La Cardenchosa existe


La Cardenchosa es una pequeña y bellísima aldea situada al norte de Córdoba, que casi siempre ha estado olvidada por las Administraciones. Valgan como muestra algunos ejemplos como los que se van a narrar a continuación. Sus vecinos, la mayor parte de ellos de edad avanzada, no cuentan con un servicio público de transporte desde el año 2016; solamente dos días (lunes y viernes) pueden llegar hasta Fuente Obejuna en un autobús que pone a disposición el ayuntamiento.
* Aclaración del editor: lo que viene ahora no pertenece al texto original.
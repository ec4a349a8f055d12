use std::time::Instant;

use tracing::{debug, trace};

use crate::{
    compute::{
        Compute,
        queue::TaskQueue,
        task::{ComputeTask, TaskEnv, TaskId},
    },
    config::EngineConfig,
    data::{
        candle::Candle,
        domain::Interval,
        range::{AmountRange, RangeOps},
        uid::Uid,
    },
    error::{ChartflowResult, RangeError},
    provider::request::LoadRequest,
    storage::{
        event::{Change, EventHub, Listener, ListenerId},
        store::SortedStore,
    },
};

/// Result of routing one raw change through a derived source.
#[derive(Debug, Clone, Default, PartialEq)]
pub struct SourceOutcome {
    /// The output span that changed, already delivered to listeners.
    pub change: Option<Change>,
    /// Upstream fetches the restarted tasks still need.
    pub fetches: Vec<LoadRequest>,
}

/// Object-safe face of a [`DerivedSource`], so a chart can hold heterogeneous series.
pub trait DerivedSeries {
    fn name(&self) -> &str;

    fn store(&self) -> &SortedStore<Candle>;

    fn pending_tasks(&self) -> usize;

    fn subscribe(&mut self, listener: Listener<Change>) -> ListenerId;

    fn unsubscribe(&mut self, id: ListenerId) -> bool;

    fn request(
        &mut self,
        raw: &SortedStore<Candle>,
        target: AmountRange,
        now: Instant,
    ) -> ChartflowResult<Vec<LoadRequest>>;

    fn on_raw_changed(
        &mut self,
        raw: &SortedStore<Candle>,
        change: &Change,
        now: Instant,
    ) -> ChartflowResult<SourceOutcome>;

    fn reset(&mut self, interval: Interval) -> ChartflowResult<()>;
}

// ================================================================================================
// Derived Source
// ================================================================================================

/// A series computed from raw candles, kept resident and recomputed incrementally.
///
/// Requests against it become [`ComputeTask`]s. Each raw change sweeps stale tasks, runs the
/// compute delegate once, splices its result into the output, notifies listeners and
/// restarts the tasks the change concerns.
pub struct DerivedSource<C> {
    name: String,
    store: SortedStore<Candle>,
    compute: C,
    tasks: TaskQueue,
    hub: EventHub<Change>,
    /// `false` while the output lags behind raw data it never saw.
    in_sync: bool,
    ops: RangeOps,
    config: EngineConfig,
    next_task: u64,
}

impl<C: Compute> DerivedSource<C> {
    pub fn new(
        name: impl Into<String>,
        compute: C,
        interval: Interval,
        config: EngineConfig,
    ) -> ChartflowResult<Self> {
        Ok(Self {
            name: name.into(),
            store: SortedStore::new(),
            compute,
            tasks: TaskQueue::new(),
            hub: EventHub::new(),
            in_sync: false,
            ops: RangeOps::new(interval)?,
            config,
            next_task: 0,
        })
    }

    pub fn compute(&self) -> &C {
        &self.compute
    }

    pub fn tasks(&self) -> &TaskQueue {
        &self.tasks
    }

    pub fn load(
        &mut self,
        raw: &SortedStore<Candle>,
        from: Uid,
        count: i64,
        now: Instant,
    ) -> ChartflowResult<Vec<LoadRequest>> {
        if count == 0 {
            return Err(RangeError::ZeroCount(from).into());
        }
        self.submit(raw, AmountRange::counted(from, count), now)
    }

    pub fn load_range(
        &mut self,
        raw: &SortedStore<Candle>,
        first: Uid,
        last: Uid,
        now: Instant,
    ) -> ChartflowResult<Vec<LoadRequest>> {
        self.submit(raw, AmountRange::bounded(first, last), now)
    }

    #[tracing::instrument(skip_all, fields(series = %self.name, target = %target))]
    fn submit(
        &mut self,
        raw: &SortedStore<Candle>,
        target: AmountRange,
        now: Instant,
    ) -> ChartflowResult<Vec<LoadRequest>> {
        self.catch_up(raw)?;

        let id = TaskId(self.next_task);
        self.next_task += 1;
        let mut task = ComputeTask::new(id, target, now);
        let fetches = task.start(self.env(raw))?;

        if !task.is_finished() {
            self.tasks.push(task);
        }
        Ok(fetches.into_vec())
    }

    /// Rebuilds the output in full when raw data moved while this source was idle.
    fn catch_up(&mut self, raw: &SortedStore<Candle>) -> ChartflowResult<Option<Change>> {
        if self.in_sync {
            return Ok(None);
        }
        let Some((first, last)) = raw.bounds() else {
            return Ok(None);
        };
        debug!(series = %self.name, resident = raw.len(), "Catching up with raw data");
        let full = Change::new(first, last, raw.len());
        self.run(raw, Some(&full))
    }

    #[tracing::instrument(
        skip_all,
        fields(series = %self.name, first = %change.first, last = %change.last)
    )]
    pub fn on_raw_changed(
        &mut self,
        raw: &SortedStore<Candle>,
        change: &Change,
        now: Instant,
    ) -> ChartflowResult<SourceOutcome> {
        self.tasks.sweep(now, self.config.stale_after());

        let range = change.range();
        let relevant = self.tasks.any_relevant(range);
        if !relevant && self.store.is_empty() {
            trace!("No task concerned, output idle");
            self.in_sync = false;
            return Ok(SourceOutcome::default());
        }

        let notified = if self.in_sync {
            self.run(raw, Some(change))?
        } else {
            self.catch_up(raw)?
        };

        let env = TaskEnv {
            raw,
            output: &self.store,
            ops: self.ops,
            batch_size: self.config.fetch_batch_size,
        };
        let mut fetches = Vec::new();
        for task in self.tasks.relevant_mut(range) {
            task.release(range);
            let more = task.start(env)?;
            if !task.is_finished() {
                task.touch(now);
            }
            fetches.extend(more);
        }
        self.tasks.compact();

        Ok(SourceOutcome {
            change: notified,
            fetches,
        })
    }

    fn run(
        &mut self,
        raw: &SortedStore<Candle>,
        change: Option<&Change>,
    ) -> ChartflowResult<Option<Change>> {
        let batch = self.compute.compute(raw, &self.store, change)?;
        self.in_sync = true;

        let written = match batch.truncate_from {
            Some(from) => self.store.splice(from, batch.bars),
            None => self.store.merge(batch.bars),
        };
        if let Some(c) = &written {
            debug!(
                series = %self.name,
                first = %c.first,
                last = %c.last,
                count = c.count,
                resident = self.store.len(),
                "Derived output updated"
            );
            self.hub.notify(c);
        }
        Ok(written)
    }

    fn env<'a>(&'a self, raw: &'a SortedStore<Candle>) -> TaskEnv<'a> {
        TaskEnv {
            raw,
            output: &self.store,
            ops: self.ops,
            batch_size: self.config.fetch_batch_size,
        }
    }
}

impl<C: Compute> DerivedSeries for DerivedSource<C> {
    fn name(&self) -> &str {
        &self.name
    }

    fn store(&self) -> &SortedStore<Candle> {
        &self.store
    }

    fn pending_tasks(&self) -> usize {
        self.tasks.len()
    }

    fn subscribe(&mut self, listener: Listener<Change>) -> ListenerId {
        self.hub.subscribe(listener)
    }

    fn unsubscribe(&mut self, id: ListenerId) -> bool {
        self.hub.unsubscribe(id)
    }

    fn request(
        &mut self,
        raw: &SortedStore<Candle>,
        target: AmountRange,
        now: Instant,
    ) -> ChartflowResult<Vec<LoadRequest>> {
        match target {
            AmountRange::Counted { start, count } => self.load(raw, start, count, now),
            AmountRange::Bounded { start, end } => self.load_range(raw, start, end, now),
        }
    }

    fn on_raw_changed(
        &mut self,
        raw: &SortedStore<Candle>,
        change: &Change,
        now: Instant,
    ) -> ChartflowResult<SourceOutcome> {
        DerivedSource::on_raw_changed(self, raw, change, now)
    }

    fn reset(&mut self, interval: Interval) -> ChartflowResult<()> {
        self.ops = RangeOps::new(interval)?;
        self.store.clear();
        self.tasks.clear();
        self.in_sync = false;
        Ok(())
    }
}
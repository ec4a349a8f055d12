use std::fmt;

use tracing::trace;

use crate::{
    data::uid::{Keyed, Uid},
    error::{ChartflowResult, CursorError},
    storage::store::SortedStore,
};

/// Predicate applied transparently to every cursor movement.
pub type Filter<T> = Box<dyn Fn(&T) -> bool>;

/// Stateful position over a [`SortedStore`].
///
/// The cursor only holds indices; the store is passed into every call. It remembers the
/// generation it was last synchronised with and the key it sits on. When the store has
/// been mutated in between, the cursor rebases itself by re-seeking that key. If the key
/// is gone, it lands on the closest preceding record so that `move_next` continues with
/// the first record after the old key.
pub struct Cursor<T> {
    position: Option<usize>,
    generation: u64,
    key: Option<Uid>,
    filter: Option<Filter<T>>,
}

impl<T> fmt::Debug for Cursor<T> {
    fn fmt(&self, f: &mut fmt::Formatter<'_>) -> fmt::Result {
        f.debug_struct("Cursor")
            .field("position", &self.position)
            .field("generation", &self.generation)
            .field("key", &self.key)
            .field("filtered", &self.filter.is_some())
            .finish()
    }
}

impl<T: Keyed> Cursor<T> {
    pub fn new(store: &SortedStore<T>, filter: Option<Filter<T>>) -> Self {
        Self {
            position: None,
            generation: store.generation(),
            key: None,
            filter,
        }
    }

    pub fn is_filtered(&self) -> bool {
        self.filter.is_some()
    }

    pub fn is_unset(&self) -> bool {
        self.position.is_none()
    }

    /// Index into the store, `None` while unset.
    pub fn position(&mut self, store: &SortedStore<T>) -> Option<usize> {
        self.sync(store);
        self.position
    }

    pub fn reset(&mut self) {
        self.position = None;
        self.key = None;
    }

    pub fn current<'a>(&mut self, store: &'a SortedStore<T>) -> Option<&'a T> {
        self.sync(store);
        self.position.and_then(|i| store.get(i))
    }

    /// Steps to the next matching record. Returns `false` at the end without moving.
    pub fn move_next(&mut self, store: &SortedStore<T>) -> bool {
        self.sync(store);
        let from = self.position.map_or(0, |p| p + 1);
        match self.scan_forward(store, from, |_| true) {
            Some(i) => {
                self.place(store, i);
                true
            }
            None => false,
        }
    }

    /// Steps to the previous matching record. Returns `false` at the start or when unset.
    pub fn move_prev(&mut self, store: &SortedStore<T>) -> bool {
        self.sync(store);
        let Some(p) = self.position else {
            return false;
        };
        match self.scan_backward(store, p) {
            Some(i) => {
                self.place(store, i);
                true
            }
            None => false,
        }
    }

    /// Resets and scans from the start for the first record matching `pred`.
    pub fn go_to<P>(&mut self, store: &SortedStore<T>, pred: P) -> bool
    where
        P: Fn(&T) -> bool,
    {
        self.sync(store);
        self.reset();
        match self.scan_forward(store, 0, pred) {
            Some(i) => {
                self.place(store, i);
                true
            }
            None => false,
        }
    }

    /// Resets and advances from the start while `pred` holds, stopping on the last match.
    pub fn go_while<P>(&mut self, store: &SortedStore<T>, pred: P) -> bool
    where
        P: Fn(&T) -> bool,
    {
        self.sync(store);
        self.reset();
        let mut last = None;
        let mut from = 0;
        while let Some(i) = self.scan_forward(store, from, |_| true) {
            if !pred(&store.as_slice()[i]) {
                break;
            }
            last = Some(i);
            from = i + 1;
        }
        match last {
            Some(i) => {
                self.place(store, i);
                true
            }
            None => false,
        }
    }

    /// Scans forward from the current record (inclusive) for `pred`.
    ///
    /// Returns the number of records moved over, or `None` (position kept) if no record
    /// matches.
    pub fn move_to<P>(&mut self, store: &SortedStore<T>, pred: P) -> Option<usize>
    where
        P: Fn(&T) -> bool,
    {
        self.sync(store);
        let from = self.position.unwrap_or(0);
        let start = self.position;
        let found = self.scan_forward(store, from, pred)?;
        self.place(store, found);

        let moved = match start {
            Some(s) => found - s,
            None => found + 1,
        };
        Some(moved)
    }

    /// Jumps `n` records, clamped to the store ends. Returns the signed distance moved.
    pub fn move_times(&mut self, store: &SortedStore<T>, n: i64) -> ChartflowResult<i64> {
        if self.filter.is_some() {
            return Err(CursorError::UnsupportedOnFiltered("move_times").into());
        }
        self.sync(store);
        let Some(p) = self.position else {
            return Err(CursorError::Unset.into());
        };
        let max = store.len().saturating_sub(1) as i64;
        let target = (p as i64).saturating_add(n).clamp(0, max);
        self.place(store, target as usize);
        Ok(target - p as i64)
    }

    /// Walks backward from the current record, calling `callback(item, steps_back)` until it
    /// returns `false` or the start is reached. The cursor stays on the last accepted record.
    ///
    /// Returns the number of steps taken.
    pub fn move_prev_while<F>(&mut self, store: &SortedStore<T>, mut callback: F) -> usize
    where
        F: FnMut(&T, usize) -> bool,
    {
        self.sync(store);
        let Some(mut p) = self.position else {
            return 0;
        };
        let mut steps = 0;
        if !callback(&store.as_slice()[p], steps) {
            return 0;
        }
        while let Some(prev) = self.scan_backward(store, p) {
            if !callback(&store.as_slice()[prev], steps + 1) {
                break;
            }
            steps += 1;
            p = prev;
        }
        self.place(store, p);
        steps
    }

    /// Number of resident records.
    pub fn count(&self, store: &SortedStore<T>) -> ChartflowResult<usize> {
        if self.filter.is_some() {
            return Err(CursorError::UnsupportedOnFiltered("count").into());
        }
        Ok(store.len())
    }

    // ============================================================================
    // Internals
    // ============================================================================

    fn matches(&self, item: &T) -> bool {
        self.filter.as_ref().is_none_or(|f| f(item))
    }

    fn scan_forward<P>(&self, store: &SortedStore<T>, from: usize, pred: P) -> Option<usize>
    where
        P: Fn(&T) -> bool,
    {
        store
            .as_slice()
            .get(from..)?
            .iter()
            .position(|item| self.matches(item) && pred(item))
            .map(|offset| from + offset)
    }

    fn scan_backward(&self, store: &SortedStore<T>, before: usize) -> Option<usize> {
        store.as_slice()[..before.min(store.len())]
            .iter()
            .rposition(|item| self.matches(item))
    }

    fn place(&mut self, store: &SortedStore<T>, index: usize) {
        self.position = Some(index);
        self.key = store.get(index).map(Keyed::uid);
        self.generation = store.generation();
    }

    fn sync(&mut self, store: &SortedStore<T>) {
        if self.generation == store.generation() {
            return;
        }
        let stale = self.generation;
        self.generation = store.generation();

        let Some(key) = self.key else {
            self.position = None;
            return;
        };
        self.position = match store.position(key) {
            Ok(i) => Some(i),
            Err(i) => i.checked_sub(1),
        };
        self.key = self.position.and_then(|i| store.get(i)).map(Keyed::uid);
        trace!(
            key = %key,
            stale_generation = stale,
            generation = self.generation,
            position = ?self.position,
            "Cursor rebased"
        );
    }
}
use std::collections::VecDeque;

use serde::{Deserialize, Serialize};

use crate::{
    compute::{Compute, ComputeBatch},
    data::{candle::Candle, domain::Price, domain::SourceField, uid::Uid},
    error::{ChartflowResult, ComputeError},
    storage::{event::Change, store::SortedStore},
};

/// An incremental indicator fed one scalar at a time.
pub trait StreamingIndicator: std::fmt::Debug {
    /// Feeds the next value. Returns `Some` once enough values were seen.
    fn update(&mut self, value: f64) -> Option<f64>;

    fn reset(&mut self);
}

fn check_window(window: u16) -> ChartflowResult<usize> {
    if window == 0 {
        return Err(ComputeError::InvalidParameter("indicator window must be positive".into()).into());
    }
    Ok(window as usize)
}

// ================================================================================================
// SMA
// ================================================================================================

#[derive(Debug, Clone, Serialize, Deserialize)]
pub struct Sma {
    window: usize,
    values: VecDeque<f64>,
    sum: f64,
}

impl Sma {
    pub fn new(window: u16) -> ChartflowResult<Self> {
        let window = check_window(window)?;
        Ok(Self {
            window,
            values: VecDeque::with_capacity(window),
            sum: 0.0,
        })
    }
}

impl StreamingIndicator for Sma {
    fn update(&mut self, value: f64) -> Option<f64> {
        self.values.push_back(value);
        self.sum += value;
        if self.values.len() > self.window
            && let Some(old) = self.values.pop_front()
        {
            self.sum -= old;
        }
        (self.values.len() == self.window).then(|| self.sum / self.window as f64)
    }

    fn reset(&mut self) {
        self.values.clear();
        self.sum = 0.0;
    }
}

// ================================================================================================
// Exponential smoothing
// ================================================================================================

/// `y = alpha * x + (1 - alpha) * y_prev`, seeded with the first value.
#[derive(Debug, Clone, Serialize, Deserialize)]
struct Smoother {
    alpha: f64,
    warmup: usize,
    seen: usize,
    mean: f64,
}

impl Smoother {
    fn new(alpha: f64, warmup: usize) -> Self {
        Self {
            alpha,
            warmup,
            seen: 0,
            mean: 0.0,
        }
    }

    fn update(&mut self, value: f64) -> Option<f64> {
        self.mean = if self.seen == 0 {
            value
        } else {
            self.alpha * value + (1.0 - self.alpha) * self.mean
        };
        self.seen += 1;
        (self.seen >= self.warmup).then_some(self.mean)
    }

    fn reset(&mut self) {
        self.seen = 0;
        self.mean = 0.0;
    }
}

/// Exponential moving average with `alpha = 2 / (window + 1)`.
#[derive(Debug, Clone, Serialize, Deserialize)]
pub struct Ema {
    smoother: Smoother,
}

impl Ema {
    pub fn new(window: u16) -> ChartflowResult<Self> {
        let window = check_window(window)?;
        Ok(Self {
            smoother: Smoother::new(2.0 / (window as f64 + 1.0), window),
        })
    }
}

impl StreamingIndicator for Ema {
    fn update(&mut self, value: f64) -> Option<f64> {
        self.smoother.update(value)
    }

    fn reset(&mut self) {
        self.smoother.reset();
    }
}

/// Relative strength index with Wilder smoothing (`alpha = 1 / window`).
#[derive(Debug, Clone, Serialize, Deserialize)]
pub struct Rsi {
    prev: Option<f64>,
    gains: Smoother,
    losses: Smoother,
}

impl Rsi {
    pub fn new(window: u16) -> ChartflowResult<Self> {
        let window = check_window(window)?;
        let alpha = 1.0 / window as f64;
        Ok(Self {
            prev: None,
            gains: Smoother::new(alpha, window),
            losses: Smoother::new(alpha, window),
        })
    }
}

impl StreamingIndicator for Rsi {
    fn update(&mut self, value: f64) -> Option<f64> {
        let prev = self.prev.replace(value)?;
        let delta = value - prev;

        let gain = self.gains.update(delta.max(0.0));
        let loss = self.losses.update((-delta).max(0.0));
        let (gain, loss) = (gain?, loss?);

        Some(match (gain, loss) {
            (g, l) if l == 0.0 && g == 0.0 => 50.0,
            (_, l) if l == 0.0 => 100.0,
            (g, l) => 100.0 - 100.0 / (1.0 + g / l),
        })
    }

    fn reset(&mut self) {
        self.prev = None;
        self.gains.reset();
        self.losses.reset();
    }
}

// ================================================================================================
// Compute delegate
// ================================================================================================

/// Runs a [`StreamingIndicator`] over one field of the raw candles.
///
/// The indicator replays from the start of raw data (its state depends on all history) but
/// only bars from the change onward are emitted. Each output bar carries the value in
/// `close` and shares the raw candle's Uid.
#[derive(Debug, Clone)]
pub struct IndicatorCompute<I> {
    indicator: I,
    field: SourceField,
}

impl<I: StreamingIndicator> IndicatorCompute<I> {
    pub fn new(indicator: I, field: SourceField) -> Self {
        Self { indicator, field }
    }

    pub fn field(&self) -> &SourceField {
        &self.field
    }
}

impl<I: StreamingIndicator> Compute for IndicatorCompute<I> {
    fn compute(
        &mut self,
        input: &SortedStore<Candle>,
        _output: &SortedStore<Candle>,
        change: Option<&Change>,
    ) -> ChartflowResult<ComputeBatch> {
        let emit_from = change.map_or(Uid::MIN, |c| c.first);
        self.indicator.reset();

        let mut bars = Vec::new();
        for raw in input.iter() {
            let Some(value) = raw.value(&self.field) else {
                continue;
            };
            let Some(y) = self.indicator.update(value) else {
                continue;
            };
            if raw.uid >= emit_from {
                bars.push(Candle {
                    close: Some(Price(y)),
                    ..Candle::empty(raw.uid)
                });
            }
        }
        Ok(ComputeBatch::replace_from(emit_from, bars))
    }
}

#[cfg(test)]
mod tests {
    use super::*;

    #[test]
    fn test_sma_warms_up_then_slides() {
        let mut sma = Sma::new(3).unwrap();
        assert_eq!(sma.update(1.0), None);
        assert_eq!(sma.update(2.0), None);
        assert_eq!(sma.update(3.0), Some(2.0));
        assert_eq!(sma.update(6.0), Some(11.0 / 3.0));
        sma.reset();
        assert_eq!(sma.update(1.0), None);
    }

    #[test]
    fn test_ema_seeds_with_first_value() {
        let mut ema = Ema::new(3).unwrap();
        assert_eq!(ema.update(10.0), None);
        assert_eq!(ema.update(10.0), None);
        assert_eq!(ema.update(10.0), Some(10.0));
        assert_eq!(ema.update(14.0), Some(12.0), "alpha = 0.5");
    }

    #[test]
    fn test_rsi_extremes() {
        let mut up = Rsi::new(2).unwrap();
        let last = [1.0, 2.0, 3.0, 4.0].map(|v| up.update(v));
        assert_eq!(last[3], Some(100.0), "monotonic rise");

        let mut flat = Rsi::new(2).unwrap();
        let last = [1.0, 1.0, 1.0].map(|v| flat.update(v));
        assert_eq!(last[2], Some(50.0));
    }

    #[test]
    fn test_zero_window_is_rejected() {
        assert!(Sma::new(0).is_err());
        assert!(Ema::new(0).is_err());
        assert!(Rsi::new(0).is_err());
    }

    #[test]
    fn test_indicator_emits_from_change_only() {
        let input = SortedStore::from_batch(
            (0..5)
                .map(|i| Candle::ohlc(Uid::at(i), 0.0, 0.0, 0.0, i as f64))
                .collect(),
        );
        let mut compute = IndicatorCompute::new(Sma::new(2).unwrap(), SourceField::Close);

        let full = compute.compute(&input, &SortedStore::new(), None).unwrap();
        assert_eq!(full.bars.len(), 4);
        assert_eq!(full.bars[0].close, Some(Price(0.5)));

        let change = Change::new(Uid::at(3), Uid::at(4), 2);
        let partial = compute
            .compute(&input, &SortedStore::new(), Some(&change))
            .unwrap();
        assert_eq!(partial.truncate_from, Some(Uid::at(3)));
        assert_eq!(partial.bars.len(), 2);
        assert_eq!(partial.bars[0].close, Some(Price(2.5)));
    }
}
pub mod cursor;
pub mod event;
pub mod store;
El médico pasa consulta tres veces a la semana y si los residentes en la aldea tienen una urgencia, deben acudir a 26 kilómetros o esperar a que una ambulancia los traslade (con sus correspondientes tiempos tras realizar un doble trayecto). La carretera que conduce hasta allí debe estar en la memoria histórica del político de turno que nunca recuerda que hay que mantenerla y mejorarla; para acometer el arreglo de ciertos tramos se han ido pasando la pelota entre organismos por tal de no asumir responsabilidades. Que alguna vez nieva, aislados hasta que pasa el temporal porque nadie se ocupa de limpiar. La correspondencia llega demasiado tarde o ni siquiera aparece. Y, así, suma y sigue.

Pues bien, mientras la vida pasa plácidamente en la aldea, algunos acaban de descubrir que hay un pueblo que lleva el nombre de “La Cardenchosa” (para otros ignorantes, “La Cardenchuela”), viniendo a enturbiar la paz y tranquilidad que se respira en cada rincón de esta villa. Seguramente no sepan situarla en un mapa, ni siquiera decir la situación geográfica aproximada, pero claro, ante la evidencia de que La Cardenchosa existe, con su plaza y con sus calles, se han dado cuenta de que eso es justo lo que no les gusta, el nombre de una de ellas. Y, ¿qué ha ocurrido? Pues que nada más enterarse, se han puesto en contacto con la alcaldesa del término municipal al que pertenece, Fuente Obejuna, para que tome cartas en el asunto. Ha sido el Ministerio de Justicia el que se ha preocupado por cambiar algo en esta aldea, pero no algo que vaya en beneficio de sus vecinos (ya dije que ninguna Administración se había acordado nunca) sino algo que les resulta incómodo saber que pueda existir.

El hecho en cuestión es que una vía lleva el nombre de Primo de Rivera. ¿Se habrán preguntado desde Madrid a quién hace referencia o desde cuándo se llama así? Quizá no se hayan fijado nada más que en un apellido. A propósito, hay otra calle que se llama Castelar, pero esa parece que no les molesta.

En próximos días se cambiará el nombre para el gozo de unos pocos; pero lo realmente importante no es eso sino que los lugareños se quedarán como estaban, olvidados una vez más y como si no formaran parte de la geografía nacional.